═════ INPUT DATA ═════
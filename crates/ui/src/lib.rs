use photosweep_app::App;
use photosweep_models::{Overlay, Screen};
use ratatui::{
    Frame,
    layout::{Alignment, Constraint, Direction, Layout, Rect},
    style::{Color, Modifier, Style},
    text::{Line, Span},
    widgets::{Block, Borders, Clear, Paragraph},
};

mod details;
mod overlays;
mod swipe;
mod trash;

const ACCENT_COLOR: Color = Color::Rgb(139, 233, 253);
const KEEP_COLOR: Color = Color::Rgb(80, 250, 123);
const TRASH_COLOR: Color = Color::Rgb(255, 85, 85);
const MUTED_COLOR: Color = Color::Rgb(98, 114, 164);
const BORDER_COLOR: Color = Color::Rgb(60, 60, 60);

pub fn draw(f: &mut Frame, app: &mut App) {
    let chunks = Layout::default()
        .direction(Direction::Vertical)
        .constraints([
            Constraint::Length(3), // Header
            Constraint::Min(0),    // Screen
            Constraint::Length(3), // Status bar
        ])
        .split(f.area());

    draw_header(f, chunks[0], app);

    if !app.access.is_granted() {
        // The access screen replaces everything, pending overlays included.
        overlays::draw_access(f, chunks[1], app);
        draw_status_bar(f, chunks[2], app);
        return;
    }

    match app.screen {
        Screen::Main => swipe::draw(f, chunks[1], app),
        Screen::Trash => trash::draw(f, chunks[1], app),
    }

    draw_status_bar(f, chunks[2], app);

    match app.overlay {
        Some(Overlay::Tutorial) => overlays::draw_tutorial(f),
        Some(Overlay::Help) => draw_help_overlay(f),
        Some(Overlay::ConfirmPurge) => overlays::draw_confirm(f, app),
        Some(Overlay::Details(id)) => {
            if let (Some(photo), Some(info)) = (app.triage.find(id), app.details.as_ref()) {
                details::draw_modal(f, photo, info);
            }
        }
        None => {}
    }
}

fn draw_header(f: &mut Frame, area: Rect, app: &App) {
    let (icon, label, color) = match app.screen {
        _ if !app.access.is_granted() => ("🔒", "Access", Color::Yellow),
        Screen::Main => ("🖼️", "Review", ACCENT_COLOR),
        Screen::Trash => ("🗑️", "Trash", TRASH_COLOR),
    };

    let trash_badge = if app.triage.trash_len() > 0 {
        Span::styled(
            format!(" 🗑 {} ", app.triage.trash_len()),
            Style::default().fg(Color::White).bg(TRASH_COLOR).add_modifier(Modifier::BOLD),
        )
    } else {
        Span::styled(" 🗑 0 ", Style::default().fg(MUTED_COLOR))
    };

    let title = Line::from(vec![
        Span::styled(
            " PhotoSweep ",
            Style::default().fg(ACCENT_COLOR).add_modifier(Modifier::BOLD),
        ),
        Span::raw("  "),
        Span::styled(format!("{icon} {label}"), Style::default().fg(color)),
        Span::raw("  "),
        trash_badge,
    ]);

    let header = Paragraph::new(title).alignment(Alignment::Center).block(
        Block::default()
            .borders(Borders::ALL)
            .border_style(Style::default().fg(BORDER_COLOR)),
    );
    f.render_widget(header, area);
}

fn draw_status_bar(f: &mut Frame, area: Rect, app: &App) {
    let chunks = Layout::default()
        .direction(Direction::Horizontal)
        .constraints([
            Constraint::Percentage(30),
            Constraint::Percentage(45),
            Constraint::Percentage(25),
        ])
        .split(area);

    let shortcuts = match (app.access.is_granted(), app.screen) {
        (false, _) => "Enter:Grant | q:Quit",
        (true, Screen::Main) => "←:Trash | →:Keep | t:Bin | ?:Help",
        (true, Screen::Trash) => "u:Recover | D:Delete all | Esc:Back",
    };

    let left = Paragraph::new(shortcuts)
        .style(Style::default().fg(Color::Rgb(150, 150, 150)))
        .block(
            Block::default()
                .borders(Borders::ALL)
                .border_style(Style::default().fg(BORDER_COLOR)),
        );

    let center_content = if let Some(error) = &app.error_message {
        Line::from(vec![
            Span::styled("❌ ", Style::default().fg(Color::Red)),
            Span::styled(error.as_str(), Style::default().fg(Color::Red)),
        ])
    } else if app.is_purging() {
        Line::from(Span::styled(
            "⟳ Deleting photos...",
            Style::default().fg(Color::Blue).add_modifier(Modifier::SLOW_BLINK),
        ))
    } else if app.is_loading() {
        Line::from(Span::styled(
            "⟳ Scanning library...",
            Style::default().fg(Color::Blue).add_modifier(Modifier::SLOW_BLINK),
        ))
    } else if let Some(success) = &app.success_message {
        Line::from(vec![
            Span::styled("✅ ", Style::default().fg(Color::Green)),
            Span::styled(success.as_str(), Style::default().fg(Color::Green)),
        ])
    } else {
        Line::from(Span::styled("Ready", Style::default().fg(Color::Rgb(100, 100, 100))))
    };

    let center = Paragraph::new(center_content).alignment(Alignment::Center).block(
        Block::default()
            .borders(Borders::ALL)
            .border_style(Style::default().fg(BORDER_COLOR)),
    );

    let stats = format!(
        "Left: {} | Trash: {}",
        app.triage.active().len(),
        app.triage.trash_len()
    );
    let right = Paragraph::new(stats)
        .alignment(Alignment::Right)
        .style(Style::default().fg(Color::Rgb(150, 150, 150)))
        .block(
            Block::default()
                .borders(Borders::ALL)
                .border_style(Style::default().fg(BORDER_COLOR)),
        );

    f.render_widget(left, chunks[0]);
    f.render_widget(center, chunks[1]);
    f.render_widget(right, chunks[2]);
}

fn draw_help_overlay(f: &mut Frame) {
    let area = centered_rect(60, 70, f.area());
    f.render_widget(Clear, area);

    let section = |title: &'static str| {
        Line::from(Span::styled(
            title,
            Style::default().fg(Color::Yellow).add_modifier(Modifier::BOLD),
        ))
    };
    let key = |keys: &'static str, what: &'static str| {
        Line::from(vec![
            Span::styled(format!("  {keys:<14}"), Style::default().fg(ACCENT_COLOR)),
            Span::raw(what),
        ])
    };

    let help_text = vec![
        Line::from(""),
        section("Review"),
        key("← h x", "Mark photo for deletion"),
        key("→ l k", "Keep photo"),
        key("Enter Space", "Photo details"),
        key("t", "Open trash"),
        key("r", "Rescan library"),
        Line::from(""),
        section("Trash"),
        key("↑ ↓ j k", "Select photo"),
        key("u r", "Recover photo"),
        key("D", "Permanently delete everything in the trash"),
        key("Esc b q", "Back to review"),
        Line::from(""),
        section("General"),
        key("?", "Toggle help"),
        key("q  Ctrl-C", "Quit"),
    ];

    let help = Paragraph::new(help_text).block(
        Block::default()
            .title(" Help ")
            .title_style(Style::default().fg(ACCENT_COLOR).add_modifier(Modifier::BOLD))
            .borders(Borders::ALL)
            .border_style(Style::default().fg(ACCENT_COLOR))
            .style(Style::default().bg(Color::Rgb(20, 20, 30))),
    );
    f.render_widget(help, area);
}

pub(crate) fn centered_rect(percent_x: u16, percent_y: u16, r: Rect) -> Rect {
    let popup_layout = Layout::default()
        .direction(Direction::Vertical)
        .constraints([
            Constraint::Percentage((100 - percent_y) / 2),
            Constraint::Percentage(percent_y),
            Constraint::Percentage((100 - percent_y) / 2),
        ])
        .split(r);

    Layout::default()
        .direction(Direction::Horizontal)
        .constraints([
            Constraint::Percentage((100 - percent_x) / 2),
            Constraint::Percentage(percent_x),
            Constraint::Percentage((100 - percent_x) / 2),
        ])
        .split(popup_layout[1])[1]
}

#[cfg(test)]
mod test_support;
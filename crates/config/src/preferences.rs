use ahash::AHashMap;
use async_trait::async_trait;
use color_eyre::eyre::Result;
use photosweep_utils::{app_config_path, ensure_parent_dir};
use serde::{Deserialize, Serialize};
use std::path::PathBuf;
use tracing::{debug, info, warn};

/// Flag that stays `true` until the first-run tutorial has been dismissed.
pub const FIRST_LAUNCH: &str = "first_launch";

/// Named boolean flags that survive restarts.
#[async_trait]
pub trait PreferenceStore: Send + Sync {
    fn get_flag(&self, name: &str, default: bool) -> bool;

    /// # Errors
    ///
    /// Returns an error if the flag cannot be persisted.
    async fn set_flag(&mut self, name: &str, value: bool) -> Result<()>;
}

#[derive(Debug, Default, Serialize, Deserialize)]
struct PrefsFile {
    #[serde(default)]
    flags: AHashMap<String, bool>,
}

/// Flags stored in `prefs.toml` next to the config file.
#[derive(Debug)]
pub struct Preferences {
    path: PathBuf,
    file: PrefsFile,
}

impl Preferences {
    /// # Errors
    ///
    /// Returns an error if the config directory cannot be determined.
    pub async fn load() -> Result<Self> {
        Ok(Self::load_from(app_config_path("prefs.toml")?).await)
    }

    /// Reads `path`; a missing or unreadable file yields empty preferences.
    pub async fn load_from(path: PathBuf) -> Self {
        let file = match tokio::fs::read_to_string(&path).await {
            Ok(content) => toml::from_str(&content).unwrap_or_else(|e| {
                warn!("Ignoring malformed preferences {:?}: {}", path, e);
                PrefsFile::default()
            }),
            Err(e) => {
                debug!("No preferences at {:?}: {}", path, e);
                PrefsFile::default()
            }
        };
        Self { path, file }
    }
}

#[async_trait]
impl PreferenceStore for Preferences {
    fn get_flag(&self, name: &str, default: bool) -> bool {
        self.file.flags.get(name).copied().unwrap_or(default)
    }

    async fn set_flag(&mut self, name: &str, value: bool) -> Result<()> {
        self.file.flags.insert(name.to_string(), value);

        ensure_parent_dir(&self.path).await?;
        tokio::fs::write(&self.path, toml::to_string_pretty(&self.file)?).await?;

        info!("Preference {} = {} saved to {:?}", name, value, self.path);
        Ok(())
    }
}

/// In-memory store for tests and for runs without a config directory.
#[derive(Debug, Default, Clone)]
pub struct MemoryPreferences {
    flags: AHashMap<String, bool>,
}

impl MemoryPreferences {
    #[must_use]
    pub fn with_flag(mut self, name: &str, value: bool) -> Self {
        self.flags.insert(name.to_string(), value);
        self
    }
}

#[async_trait]
impl PreferenceStore for MemoryPreferences {
    fn get_flag(&self, name: &str, default: bool) -> bool {
        self.flags.get(name).copied().unwrap_or(default)
    }

    async fn set_flag(&mut self, name: &str, value: bool) -> Result<()> {
        self.flags.insert(name.to_string(), value);
        Ok(())
    }
}
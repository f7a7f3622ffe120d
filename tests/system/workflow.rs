use color_eyre::Result;
use crossterm::event::{KeyCode, KeyEvent};
use std::path::Path;
use tempfile::TempDir;
use tokio::fs;

use photosweep_app::{App, Components};
use photosweep_config::{FIRST_LAUNCH, MemoryPreferences, Settings};
use photosweep_models::{Overlay, Screen};

async fn setup_library(root: &Path) -> Result<()> {
    fs::create_dir_all(root.join("2024/trip")).await?;
    fs::write(root.join("cat.jpg"), b"JPG_DATA").await?;
    fs::write(root.join("2024/receipt.png"), b"PNG_DATA").await?;
    fs::write(root.join("2024/trip/mountain.jpeg"), b"JPEG_DATA").await?;
    fs::write(root.join("2024/trip/itinerary.pdf"), b"PDF_DATA").await?;
    Ok(())
}

fn app_for(settings: Settings, first_launch: bool) -> Result<App> {
    let prefs = MemoryPreferences::default().with_flag(FIRST_LAUNCH, first_launch);
    let components = Components::from_settings(&settings, Box::new(prefs))?;
    Ok(App::with_components(settings, components))
}

fn settings_for(root: &Path) -> Settings {
    Settings {
        library_folder: Some(root.to_path_buf()),
        ..Default::default()
    }
}

async fn press(app: &mut App, code: KeyCode) -> Result<()> {
    app.on_key(KeyEvent::from(code)).await
}

#[tokio::test]
async fn test_complete_triage_workflow() -> Result<()> {
    let temp_dir = TempDir::new()?;
    let root = temp_dir.path();
    setup_library(root).await?;

    let mut app = app_for(settings_for(root), true)?;
    app.start();
    app.settle().await;

    // First launch shows the tutorial over a loaded queue.
    assert_eq!(app.overlay, Some(Overlay::Tutorial));
    assert_eq!(app.triage.active().len(), 3);
    press(&mut app, KeyCode::Enter).await?;
    assert!(app.overlay.is_none());

    // Trash the first photo, keep the second, trash the third.
    let first = app.triage.current().expect("photo").location.clone();
    press(&mut app, KeyCode::Left).await?;
    press(&mut app, KeyCode::Right).await?;
    let third = app.triage.current().expect("photo").location.clone();
    press(&mut app, KeyCode::Char('x')).await?;
    assert!(app.triage.is_empty());
    assert_eq!(app.triage.trash_len(), 2);

    // Recover the most recently trashed one, then trash it again.
    press(&mut app, KeyCode::Char('t')).await?;
    assert_eq!(app.screen, Screen::Trash);
    press(&mut app, KeyCode::Char('u')).await?;
    assert_eq!(app.triage.trash_len(), 1);
    press(&mut app, KeyCode::Esc).await?;
    assert_eq!(app.screen, Screen::Main);
    press(&mut app, KeyCode::Left).await?;

    // Declining the confirmation leaves files and trash alone.
    press(&mut app, KeyCode::Char('t')).await?;
    press(&mut app, KeyCode::Char('D')).await?;
    assert_eq!(app.overlay, Some(Overlay::ConfirmPurge));
    press(&mut app, KeyCode::Char('n')).await?;
    assert_eq!(app.triage.trash_len(), 2);
    assert!(first.exists() && third.exists());

    // Confirming deletes them for real.
    press(&mut app, KeyCode::Char('D')).await?;
    press(&mut app, KeyCode::Char('y')).await?;
    app.settle().await;

    assert_eq!(app.triage.trash_len(), 0);
    assert!(!first.exists());
    assert!(!third.exists());
    assert!(app.last_purge.as_ref().expect("purge result").outcome.is_granted());
    Ok(())
}

#[tokio::test]
async fn test_rescan_after_purge_shows_only_remaining_photos() -> Result<()> {
    let temp_dir = TempDir::new()?;
    let root = temp_dir.path();
    setup_library(root).await?;

    let mut app = app_for(settings_for(root), false)?;
    app.start();
    app.settle().await;

    press(&mut app, KeyCode::Left).await?;
    press(&mut app, KeyCode::Char('t')).await?;
    press(&mut app, KeyCode::Char('D')).await?;
    press(&mut app, KeyCode::Char('y')).await?;
    app.settle().await;

    press(&mut app, KeyCode::Esc).await?;
    press(&mut app, KeyCode::Char('r')).await?;
    app.settle().await;

    assert_eq!(app.triage.active().len(), 2);
    assert_eq!(app.last_load.as_ref().expect("load result").photos_found, 2);
    Ok(())
}

#[tokio::test]
async fn test_dry_run_leaves_files_on_disk() -> Result<()> {
    let temp_dir = TempDir::new()?;
    let root = temp_dir.path();
    setup_library(root).await?;

    let settings = Settings {
        dry_run: true,
        ..settings_for(root)
    };
    let mut app = app_for(settings, false)?;
    app.start();
    app.settle().await;

    let target = app.triage.current().expect("photo").location.clone();
    press(&mut app, KeyCode::Left).await?;
    press(&mut app, KeyCode::Char('t')).await?;
    press(&mut app, KeyCode::Char('D')).await?;
    press(&mut app, KeyCode::Char('y')).await?;
    app.settle().await;

    assert_eq!(app.triage.trash_len(), 0);
    assert!(target.exists());
    Ok(())
}

#[tokio::test]
async fn test_missing_library_waits_for_access() -> Result<()> {
    let temp_dir = TempDir::new()?;
    let root = temp_dir.path().join("Pictures");

    let mut app = app_for(settings_for(&root), false)?;
    app.start();
    assert!(!app.access.is_granted());
    assert!(!app.is_loading());

    // Retrying before the folder exists changes nothing.
    press(&mut app, KeyCode::Enter).await?;
    assert!(!app.access.is_granted());

    fs::create_dir_all(&root).await?;
    fs::write(root.join("first.jpg"), b"JPG_DATA").await?;
    press(&mut app, KeyCode::Enter).await?;
    assert!(app.access.is_granted());
    app.settle().await;
    assert_eq!(app.triage.active().len(), 1);
    Ok(())
}
use itertools::Itertools;
use tracing::{debug, instrument};

use crate::arena::OrgChart;
use crate::cli::args::{Cli, Commands, Order};
use crate::cli::error::{CliError, CliResult};
use crate::cli::output;
use crate::tree_traits::Traversal;

pub fn execute_command(cli: &Cli) -> CliResult<()> {
    match &cli.command {
        Some(Commands::Demo) | None => _demo(),
        Some(Commands::Show {
            root,
            edges,
            order,
            tree,
        }) => _show(root, edges, *order, *tree),
    }
}

/// Builds a chart from a root label and `PARENT:CHILD` edges, applied in order.
#[instrument(level = "debug")]
pub fn build_chart(root: &str, edges: &[String]) -> CliResult<OrgChart> {
    let mut chart = OrgChart::new();
    chart.set_root(root);
    for edge in edges {
        let (parent, child) = parse_edge(edge)?;
        chart.add_child(parent, child)?;
    }
    debug!("Built chart with {} nodes", chart.len());
    Ok(chart)
}

fn parse_edge(edge: &str) -> CliResult<(&str, &str)> {
    match edge.split_once(':') {
        Some((parent, child)) if !parent.is_empty() && !child.is_empty() => Ok((parent, child)),
        _ => Err(CliError::InvalidArgs(format!(
            "expected PARENT:CHILD, got '{}'",
            edge
        ))),
    }
}

fn traversal_line(chart: &OrgChart, order: Order) -> String {
    match order {
        Order::Level => chart.iter_level_order().join(" "),
        Order::Pre => chart.iter_preorder().join(" "),
        Order::Reverse => chart.iter_reverse_order().join(" "),
    }
}

#[instrument]
fn _show(root: &str, edges: &[String], order: Order, tree: bool) -> CliResult<()> {
    let chart = build_chart(root, edges)?;
    if tree {
        output::info(&chart);
    }
    output::info(&traversal_line(&chart, order));
    Ok(())
}

#[instrument]
fn _demo() -> CliResult<()> {
    output::header("Constructing an organization and iterating with all iterators");
    let mut chart = OrgChart::new();
    chart
        .set_root("CEO")
        .add_child("CEO", "CTO")?
        .add_child("CEO", "CFO")?
        .add_child("CEO", "COO")?
        .add_child("CTO", "VP_SW")?
        .add_child("COO", "VP_BI")?;
    output::info(&chart);
    output::action("Level order", &traversal_line(&chart, Order::Level));
    output::action("Pre-order", &traversal_line(&chart, Order::Pre));
    output::action("Reverse order", &traversal_line(&chart, Order::Reverse));

    output::header("Example 1 - length of each label using for_each");
    let mut lengths = Vec::new();
    chart.iter().for_each(|label| lengths.push(label.len()));
    output::info(&lengths.iter().join(" "));

    output::header("Example 2 - level order as lower case using transform");
    let cursor = chart.begin();
    chart.transform(cursor, str::to_lowercase);
    output::info(&traversal_line(&chart, Order::Level));

    output::header("Example 3 - replace cto with full title using replace");
    let (current_title, new_title) = ("cto", "Chief Technology Officer");
    output::info(&format!("Replace '{}' with '{}'", current_title, new_title));
    output::info("Before:");
    output::info(&chart);
    let cursor = chart.begin();
    let replaced = chart.replace(cursor, current_title, new_title);
    output::info(&format!("After ({} replaced):", replaced));
    output::info(&chart);

    output::header("Example 4 - cursors do not collide when traversing simultaneously");
    let mut preorder = chart.begin_preorder();
    let mut level_order = chart.begin_level_order();
    let mut loc = 1;
    while preorder != chart.end_preorder() && level_order != chart.end_level_order() {
        output::info(&format!("Item in loc {}:", loc));
        output::detail(&format!("Preorder: {}", preorder.get(&chart).unwrap_or_default()));
        output::detail(&format!(
            "Level Order: {}",
            level_order.get(&chart).unwrap_or_default()
        ));
        preorder.advance();
        level_order.advance();
        loc += 1;
    }

    output::header("Example 5 - Copying and Moving");
    let mut copy = chart.clone();
    output::action("org", &chart);
    output::action("copy", &copy);
    copy.add_child("ceo", "new sub")?;
    output::info("After adding 'new sub' to copy");
    output::action("org", &chart);
    output::action("copy", &copy);
    let moved = chart.take();
    output::info("After moving 'org' to 'move'");
    output::action("org", &chart);
    output::action("copy", &copy);
    output::action("move", &moved);

    Ok(())
}

#[cfg(test)]
mod tests {
    use super::*;
    use crate::errors::ChartError;

    fn edges(raw: &[&str]) -> Vec<String> {
        raw.iter().map(|e| e.to_string()).collect()
    }

    #[test]
    fn test_build_chart_applies_edges_in_order() {
        let chart = build_chart("CEO", &edges(&["CEO:CTO", "CEO:CFO", "CTO:VP_SW"])).unwrap();
        assert_eq!(traversal_line(&chart, Order::Level), "CEO CTO CFO VP_SW");
        assert_eq!(traversal_line(&chart, Order::Pre), "CEO CTO VP_SW CFO");
        assert_eq!(traversal_line(&chart, Order::Reverse), "VP_SW CTO CFO CEO");
    }

    #[test]
    fn test_build_chart_rejects_malformed_edge() {
        let result = build_chart("CEO", &edges(&["CEO-CTO"]));
        assert!(matches!(result, Err(CliError::InvalidArgs(_))));
        let result = build_chart("CEO", &edges(&[":CTO"]));
        assert!(matches!(result, Err(CliError::InvalidArgs(_))));
    }

    #[test]
    fn test_build_chart_unknown_parent() {
        let result = build_chart("CEO", &edges(&["CFO:Controller"]));
        assert!(matches!(
            result,
            Err(CliError::Chart(ChartError::NotFound(ref label))) if label == "CFO"
        ));
    }

    #[test]
    fn test_demo_runs() {
        _demo().unwrap();
    }
}
use thiserror::Error;

#[derive(Error, Debug, Clone, PartialEq, Eq)]
pub enum ChartError {
    /// No node carries the requested label, or the chart has no root at all.
    #[error("node not found: {0}")]
    NotFound(String),
}

pub type ChartResult<T> = Result<T, ChartError>;
//! Standard exit codes (BSD sysexits.h compatible)

/// Successful termination
pub const OK: i32 = 0;

/// Command line usage error
pub const USAGE: i32 = 64;

/// Data format error
pub const DATAERR: i32 = 65;
use clap::Parser;
use orgchart::cli::{execute_command, output, Cli};
use orgchart::exitcode;
use tracing::level_filters::LevelFilter;
use tracing_subscriber::fmt::format::FmtSpan;
use tracing_subscriber::layer::SubscriberExt;
use tracing_subscriber::util::SubscriberInitExt;
use tracing_subscriber::{fmt, Layer};

fn main() {
    let cli = Cli::parse();

    setup_logging(cli.debug);

    let code = match execute_command(&cli) {
        Ok(()) => exitcode::OK,
        Err(e) => {
            output::error(&e);
            e.exit_code()
        }
    };
    std::process::exit(code);
}

fn setup_logging(verbosity: u8) {
    let filter = match verbosity {
        0 => LevelFilter::WARN,
        1 => LevelFilter::INFO,
        2 => LevelFilter::DEBUG,
        3 => LevelFilter::TRACE,
        _ => {
            eprintln!("Don't be crazy, max is -d -d -d");
            LevelFilter::TRACE
        }
    };

    let fmt_layer = fmt::layer()
        .with_writer(std::io::stderr)
        .with_target(true)
        .with_thread_names(false)
        .with_span_events(FmtSpan::CLOSE);

    tracing_subscriber::registry()
        .with(fmt_layer.with_filter(filter))
        .init();

    match filter {
        LevelFilter::INFO => tracing::info!("Debug mode: info"),
        LevelFilter::DEBUG => tracing::debug!("Debug mode: debug"),
        LevelFilter::TRACE => tracing::debug!("Debug mode: trace"),
        _ => {}
    }
}

#[cfg(test)]
mod tests {
    use super::*;
    use orgchart::cli::{Commands, Order};

    // https://docs.rs/clap/latest/clap/_derive/_tutorial/index.html#testing
    #[test]
    fn verify_cli() {
        use clap::CommandFactory;
        Cli::command().debug_assert();
    }

    #[test]
    fn parse_show_command() {
        let cli = Cli::parse_from([
            "orgchart", "-dd", "show", "CEO", "-e", "CEO:CTO", "-e", "CTO:VP_SW", "-o", "reverse",
        ]);
        assert_eq!(cli.debug, 2);
        match cli.command {
            Some(Commands::Show {
                root,
                edges,
                order,
                tree,
            }) => {
                assert_eq!(root, "CEO");
                assert_eq!(edges, vec!["CEO:CTO", "CTO:VP_SW"]);
                assert_eq!(order, Order::Reverse);
                assert!(!tree);
            }
            other => panic!("unexpected command: {:?}", other),
        }
    }
}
═════
> [WORK ORDER]: Among the lines above, which contain the word "Yellow"? Copy every one.

> [EXPECTED OUTPUT]:
        _ if !app.access.is_granted() => ("🔒", "Access", Color::Yellow),
            Style::default().fg(Color::Yellow).add_modifier(Modifier::BOLD),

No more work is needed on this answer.